針對此一機制特徵,公司提出緩解策略,包括放慢輸注速率、階梯式給藥,以及加強早期監測。初步臨床觀察中,公司已開始觀察與血管擴張劑支持相關的緩解案例,早期個案未見血小板下降;更多資料仍在持續收集中。
「台灣癌症聯合年會讓我們得以呈現,CD47領域已不再只是靶點有效性的問題,而是臨床可用性、合併治療架構與更智慧的設計,」漢康生技集團總裁暨醫療長、美國公司執行長陸英明博士表示。「HCB101正開始證明,工程化先天免疫治療骨幹可部署於多種治療情境;而HCB301則展現相同工程設計理念如何延伸至次世代多檢查點生物學。
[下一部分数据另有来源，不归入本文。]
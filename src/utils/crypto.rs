//! Identity and hashing primitives.
//!
//! - Addresses (20-byte caller / component identities)
//! - Hashes (SHA256)

use rand::RngCore;
use serde::{Deserialize, Deserializer, Serialize, Serializer};
use sha2::{Digest, Sha256};
use std::fmt;

use crate::error::{Error, Result};
use crate::utils::constants::{ADDRESS_LENGTH, HASH_LENGTH};

// ═══════════════════════════════════════════════════════════════════════════════
// HASH
// ═══════════════════════════════════════════════════════════════════════════════

/// A 32-byte cryptographic hash
#[derive(Clone, Copy, PartialEq, Eq, Hash)]
pub struct Hash([u8; HASH_LENGTH]);

impl Serialize for Hash {
    fn serialize<S>(&self, serializer: S) -> std::result::Result<S::Ok, S::Error>
    where
        S: Serializer,
    {
        serializer.serialize_str(&hex::encode(self.0))
    }
}

impl<'de> Deserialize<'de> for Hash {
    fn deserialize<D>(deserializer: D) -> std::result::Result<Self, D::Error>
    where
        D: Deserializer<'de>,
    {
        let s = String::deserialize(deserializer)?;
        let bytes = decode_fixed::<HASH_LENGTH>(&s).map_err(serde::de::Error::custom)?;
        Ok(Hash(bytes))
    }
}

impl Hash {
    /// Create a new hash from bytes
    pub fn new(bytes: [u8; HASH_LENGTH]) -> Self {
        Self(bytes)
    }

    /// Compute SHA256 hash
    pub fn sha256(data: &[u8]) -> Self {
        let mut hasher = Sha256::new();
        hasher.update(data);
        Self(hasher.finalize().into())
    }

    /// Get the hash as bytes
    pub fn as_bytes(&self) -> &[u8; HASH_LENGTH] {
        &self.0
    }

    /// Convert to hex string
    pub fn to_hex(&self) -> String {
        hex::encode(self.0)
    }

    /// Zero hash
    pub fn zero() -> Self {
        Self([0u8; HASH_LENGTH])
    }

    /// Check if this is the zero hash
    pub fn is_zero(&self) -> bool {
        self.0 == [0u8; HASH_LENGTH]
    }
}

impl fmt::Debug for Hash {
    fn fmt(&self, f: &mut fmt::Formatter<'_>) -> fmt::Result {
        write!(f, "Hash({}...)", &self.to_hex()[..16])
    }
}

impl fmt::Display for Hash {
    fn fmt(&self, f: &mut fmt::Formatter<'_>) -> fmt::Result {
        write!(f, "{}", self.to_hex())
    }
}

// ═══════════════════════════════════════════════════════════════════════════════
// ADDRESS
// ═══════════════════════════════════════════════════════════════════════════════

/// A 20-byte identity for callers, issuers, oracles and components
#[derive(Clone, Copy, PartialEq, Eq, PartialOrd, Ord, Hash, Default)]
pub struct Address([u8; ADDRESS_LENGTH]);

impl Serialize for Address {
    fn serialize<S>(&self, serializer: S) -> std::result::Result<S::Ok, S::Error>
    where
        S: Serializer,
    {
        serializer.serialize_str(&self.to_hex())
    }
}

impl<'de> Deserialize<'de> for Address {
    fn deserialize<D>(deserializer: D) -> std::result::Result<Self, D::Error>
    where
        D: Deserializer<'de>,
    {
        let s = String::deserialize(deserializer)?;
        Address::from_hex(&s).map_err(serde::de::Error::custom)
    }
}

impl Address {
    /// The zero address, never a valid component or caller
    pub const ZERO: Self = Self([0u8; ADDRESS_LENGTH]);

    /// Create from bytes
    pub const fn new(bytes: [u8; ADDRESS_LENGTH]) -> Self {
        Self(bytes)
    }

    /// Deterministically derive an address from a label (first 20 bytes of
    /// SHA256). Used for named components and test fixtures.
    pub fn from_label(label: &str) -> Self {
        let hash = Hash::sha256(label.as_bytes());
        let mut bytes = [0u8; ADDRESS_LENGTH];
        bytes.copy_from_slice(&hash.as_bytes()[..ADDRESS_LENGTH]);
        Self(bytes)
    }

    /// Generate a random address
    pub fn random() -> Self {
        let mut bytes = [0u8; ADDRESS_LENGTH];
        rand::thread_rng().fill_bytes(&mut bytes);
        Self(bytes)
    }

    /// Create from hex string, with or without a `0x` prefix
    pub fn from_hex(s: &str) -> Result<Self> {
        let s = s.strip_prefix("0x").unwrap_or(s);
        decode_fixed::<ADDRESS_LENGTH>(s)
            .map(Self)
            .map_err(|reason| Error::InvalidParameter {
                name: "address".into(),
                reason,
            })
    }

    /// Get the address as bytes
    pub fn as_bytes(&self) -> &[u8; ADDRESS_LENGTH] {
        &self.0
    }

    /// Convert to `0x`-prefixed hex string
    pub fn to_hex(&self) -> String {
        format!("0x{}", hex::encode(self.0))
    }

    /// Check if this is the zero address
    pub fn is_zero(&self) -> bool {
        *self == Self::ZERO
    }

    /// Short form for logs
    pub fn short(&self) -> String {
        self.to_hex()[..10].to_string()
    }
}

impl fmt::Debug for Address {
    fn fmt(&self, f: &mut fmt::Formatter<'_>) -> fmt::Result {
        write!(f, "Address({})", self.short())
    }
}

impl fmt::Display for Address {
    fn fmt(&self, f: &mut fmt::Formatter<'_>) -> fmt::Result {
        write!(f, "{}", self.to_hex())
    }
}

fn decode_fixed<const N: usize>(s: &str) -> std::result::Result<[u8; N], String> {
    let bytes = hex::decode(s).map_err(|e| e.to_string())?;
    if bytes.len() != N {
        return Err(format!("expected {} bytes, got {}", N, bytes.len()));
    }
    let mut arr = [0u8; N];
    arr.copy_from_slice(&bytes);
    Ok(arr)
}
」
腫瘤以外的平台拓展
漢康生技亦將CD47軸定位為更廣泛的巨噬細胞調控檢查點,具備延伸至腫瘤以外疾病領域的潛力。
在自體免疫疾病方面,公司介紹HCB206作為CD47/CD20項目,針對致病性B細胞生物學進行設計。在轉譯模型中,HCB206對致病性B細胞的清除能力約為競品的6倍,同時對健康細胞維持最低活性。
此外,漢康生技平台亦正延伸至中樞神經與心血管疾病,包括膠質母細胞瘤以及動脈粥狀硬化。前者可能與巨噬細胞/腫瘤相關巨噬細胞功能失調相關,後者則可能與凋亡細胞清除作用受損有關,為巨噬細胞導向介入提供生物學基礎。
關於HCB101
HCB101為AI輔助(AlphaFold)結構工程設計的SIRPα-IgG4 Fc融合蛋白,旨在選擇性標靶CD47-SIRPα先天免疫檢查點,同時降低早期CD47標靶療法相關血液學毒性。該項目正作為差異化先天免疫治療骨幹開發,具備跨多種腫瘤類型與治療情境的廣泛合併治療潛力。
關於HCB206
HCB206旨在將漢康生技選擇性CD47-SIRPα工程設計方法,自腫瘤領域延伸至自體免疫疾病。透過結合標靶B細胞清除與工程化先天免疫機制,並降低不必要的血液學影響,HCB206展現漢康生技平台在多種免疫介導疾病中的應用彈性。
關於HCB301
HCB301為三特異性融合蛋白,設計用於在單一分子中整合調節CD47/SIRPα、PD-1/PD-L1與TGFβ/TGFβ-R路徑。透過同時處理多個相互關聯的免疫抗性機制,該項目體現漢康生技開發多功能生物藥的策略,目標為實現更協調且具臨床意義的免疫調節。
關於漢康生技
漢康生技(股票代碼:7827.TPEx)是一家全球臨床階段的生物技術公司,專注於腫瘤免疫學及自體免疫疾病領域,研發總部設於台北,並在上海及美國舊金山灣區設有運營辦公室。公司由一支在生物藥發現與全球開發方面擁有豐富成功經驗的資深團隊領導,致力於重塑癌症治療格局。漢康生技專有的Fc基礎設計生物藥平台能夠開發具有多種靶向模式的多功能生物藥,旨在激活先天性與適應性免疫通路,以突破當前抗PD-1/L1免疫療法的局限。該平台已在多個體內腫瘤動物模型中成功獲得概念驗證數據。通過差異化的分子研發策略與可規模化的CMC工藝開發,漢康生技正推進一系列創新生物藥管線,致力於解決尚未被滿足的重大醫療需求。